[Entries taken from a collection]
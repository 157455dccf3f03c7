//! App - the dispatcher itself.
//!
//! # Components
//! - **DispatcherBuilder**: wiring and start-up validation
//! - **Dispatcher**: the context object callers hold (submit, metrics, status, scale, shutdown)
//! - **dispatch_loop**: queue → pool loops with retry and timeout handling
//! - **events**: fire-and-forget event fan-out to sinks and subscribers
//! - **status**: read-only status views

pub mod builder;
mod dispatch_loop;
pub mod dispatcher;
mod events;
pub mod status;

pub use self::builder::{BuildError, DispatcherBuilder};
pub use self::dispatcher::{Dispatcher, REALTIME_TIMEOUT};
pub use self::status::{LayerStatus, ShutdownReport};
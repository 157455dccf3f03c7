use chrono::{DateTime, Utc};
use serde::{Deserialize, Serialize};
use std::fmt;
use std::time::Duration;

use super::{Layer, Priority, TaskId};
use crate::error::DispatchError;

/// Free-form operation tag ("analyze", "transform", ...). Opaque to the
/// dispatcher; handed through to the layer handler.
#[derive(Debug, Clone, PartialEq, Eq, Hash, Serialize, Deserialize)]
pub struct TaskType(String);

impl TaskType {
    pub fn new(s: impl Into<String>) -> Self {
        Self(s.into())
    }

    pub fn as_str(&self) -> &str {
        &self.0
    }
}

impl fmt::Display for TaskType {
    fn fmt(&self, f: &mut fmt::Formatter<'_>) -> fmt::Result {
        self.0.fmt(f)
    }
}

impl From<&str> for TaskType {
    fn from(s: &str) -> Self {
        Self::new(s)
    }
}

impl From<String> for TaskType {
    fn from(s: String) -> Self {
        Self(s)
    }
}

/// A unit of work submitted to the dispatcher.
///
/// The layer and id never change after submission. `retries_remaining` only
/// ever goes down.
#[derive(Debug, Clone, PartialEq, Serialize, Deserialize)]
pub struct Task {
    id: TaskId,
    layer: Layer,
    task_type: TaskType,
    payload: serde_json::Value,
    priority: Priority,
    timeout: Duration,
    max_retries: u32,
    retries_remaining: u32,
    submitted_at: DateTime<Utc>,
}

impl Task {
    #[allow(clippy::too_many_arguments)]
    pub fn new(
        id: TaskId,
        layer: Layer,
        task_type: TaskType,
        payload: serde_json::Value,
        priority: Priority,
        timeout: Duration,
        max_retries: u32,
        submitted_at: DateTime<Utc>,
    ) -> Self {
        Self {
            id,
            layer,
            task_type,
            payload,
            priority,
            timeout,
            max_retries,
            retries_remaining: max_retries,
            submitted_at,
        }
    }

    pub fn id(&self) -> TaskId {
        self.id
    }

    pub fn layer(&self) -> Layer {
        self.layer
    }

    pub fn task_type(&self) -> &TaskType {
        &self.task_type
    }

    pub fn payload(&self) -> &serde_json::Value {
        &self.payload
    }

    pub fn priority(&self) -> Priority {
        self.priority
    }

    pub fn timeout(&self) -> Duration {
        self.timeout
    }

    pub fn max_retries(&self) -> u32 {
        self.max_retries
    }

    pub fn retries_remaining(&self) -> u32 {
        self.retries_remaining
    }

    pub fn submitted_at(&self) -> DateTime<Utc> {
        self.submitted_at
    }

    /// 1-based number of the current (or most recent) dispatch attempt.
    pub fn attempt(&self) -> u32 {
        self.max_retries - self.retries_remaining + 1
    }

    /// Spend one retry. Returns `false` (and leaves the counter alone) when
    /// none are left.
    pub fn consume_retry(&mut self) -> bool {
        if self.retries_remaining == 0 {
            return false;
        }
        self.retries_remaining -= 1;
        true
    }
}

/// Per-submission options. Unset fields fall back to the dispatcher config.
#[derive(Debug, Clone, Copy, Default, PartialEq, Eq)]
pub struct TaskOptions {
    pub priority: Option<Priority>,
    pub timeout: Option<Duration>,
    pub max_retries: Option<u32>,
}

impl TaskOptions {
    pub fn new() -> Self {
        Self::default()
    }

    pub fn priority(mut self, priority: Priority) -> Self {
        self.priority = Some(priority);
        self
    }

    pub fn timeout(mut self, timeout: Duration) -> Self {
        self.timeout = Some(timeout);
        self
    }

    pub fn timeout_ms(self, millis: u64) -> Self {
        self.timeout(Duration::from_millis(millis))
    }

    pub fn max_retries(mut self, retries: u32) -> Self {
        self.max_retries = Some(retries);
        self
    }
}

/// Untyped submission, e.g. decoded from JSON.
///
/// Layer and priority arrive as strings and are validated by
/// [`TaskRequest::into_parts`]; bad values are rejected, never defaulted.
#[derive(Debug, Clone, Serialize, Deserialize)]
pub struct TaskRequest {
    pub layer: String,
    #[serde(rename = "type")]
    pub task_type: String,
    #[serde(default)]
    pub payload: serde_json::Value,
    #[serde(default, skip_serializing_if = "Option::is_none")]
    pub priority: Option<String>,
    #[serde(default, skip_serializing_if = "Option::is_none")]
    pub timeout_ms: Option<u64>,
    #[serde(default, skip_serializing_if = "Option::is_none")]
    pub max_retries: Option<u32>,
}

impl TaskRequest {
    pub fn into_parts(
        self,
    ) -> Result<(Layer, TaskType, serde_json::Value, TaskOptions), DispatchError> {
        let layer: Layer = self.layer.parse()?;
        let priority = self
            .priority
            .as_deref()
            .map(str::parse::<Priority>)
            .transpose()?;

        let options = TaskOptions {
            priority,
            timeout: self.timeout_ms.map(Duration::from_millis),
            max_retries: self.max_retries,
        };
        Ok((layer, TaskType::new(self.task_type), self.payload, options))
    }
}

#[cfg(test)]
mod tests {
    use super::*;
    use ulid::Ulid;

    fn task(max_retries: u32) -> Task {
        Task::new(
            TaskId::from_ulid(Ulid::new()),
            Layer::Core,
            TaskType::new("analyze"),
            serde_json::json!({"n": 1}),
            Priority::High,
            Duration::from_secs(1),
            max_retries,
            Utc::now(),
        )
    }

    #[test]
    fn consume_retry_counts_down_to_zero() {
        let mut t = task(2);
        assert_eq!(t.attempt(), 1);

        assert!(t.consume_retry());
        assert_eq!(t.retries_remaining(), 1);
        assert_eq!(t.attempt(), 2);

        assert!(t.consume_retry());
        assert!(!t.consume_retry());
        assert_eq!(t.retries_remaining(), 0);
        assert_eq!(t.attempt(), 3);
    }

    #[test]
    fn request_with_valid_fields_converts() {
        let req: TaskRequest = serde_json::from_value(serde_json::json!({
            "layer": "neural",
            "type": "transform",
            "payload": {"k": "v"},
            "priority": "critical",
            "timeout_ms": 250,
        }))
        .unwrap();

        let (layer, task_type, payload, options) = req.into_parts().unwrap();
        assert_eq!(layer, Layer::Neural);
        assert_eq!(task_type.as_str(), "transform");
        assert_eq!(payload["k"], "v");
        assert_eq!(options.priority, Some(Priority::Critical));
        assert_eq!(options.timeout, Some(Duration::from_millis(250)));
        assert_eq!(options.max_retries, None);
    }

    #[test]
    fn request_with_bad_priority_is_rejected() {
        let req = TaskRequest {
            layer: "core".into(),
            task_type: "analyze".into(),
            payload: serde_json::Value::Null,
            priority: Some("urgent".into()),
            timeout_ms: None,
            max_retries: None,
        };
        assert!(matches!(
            req.into_parts(),
            Err(DispatchError::InvalidPriority(p)) if p == "urgent"
        ));
    }

    #[test]
    fn request_with_bad_layer_is_rejected() {
        let req = TaskRequest {
            layer: "agi_core".into(),
            task_type: "analyze".into(),
            payload: serde_json::Value::Null,
            priority: None,
            timeout_ms: None,
            max_retries: None,
        };
        assert!(matches!(req.into_parts(), Err(DispatchError::InvalidLayer(_))));
    }
}
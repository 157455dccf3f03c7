//! Clock port: wall-clock time behind a trait so tests can pin it.

use std::sync::Arc;

use chrono::{DateTime, Utc};

/// Provides the current wall-clock time.
pub trait Clock: Send + Sync {
    fn now(&self) -> DateTime<Utc>;
}

impl<C: Clock + ?Sized> Clock for Arc<C> {
    fn now(&self) -> DateTime<Utc> {
        (**self).now()
    }
}

/// Production clock.
#[derive(Debug, Clone, Copy, Default)]
pub struct SystemClock;

impl Clock for SystemClock {
    fn now(&self) -> DateTime<Utc> {
        Utc::now()
    }
}

/// Clock frozen at a fixed instant.
#[derive(Debug, Clone, Copy)]
pub struct FixedClock {
    at: DateTime<Utc>,
}

impl FixedClock {
    pub fn new(at: DateTime<Utc>) -> Self {
        Self { at }
    }
}

impl Clock for FixedClock {
    fn now(&self) -> DateTime<Utc> {
        self.at
    }
}

#[cfg(test)]
mod tests {
    use super::*;
    use chrono::TimeZone;

    #[test]
    fn fixed_clock_does_not_move() {
        let at = Utc.with_ymd_and_hms(2024, 1, 1, 12, 0, 0).unwrap();
        let clock = FixedClock::new(at);
        assert_eq!(clock.now(), at);
        assert_eq!(clock.now(), at);
    }
}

▶ **EXERCISE DESCRIPTION**: Track down all lines above with the string "Ulid" and copy them.

▶ **ANSWER AREA**:
    use ulid::Ulid;
            TaskId::from_ulid(Ulid::new()),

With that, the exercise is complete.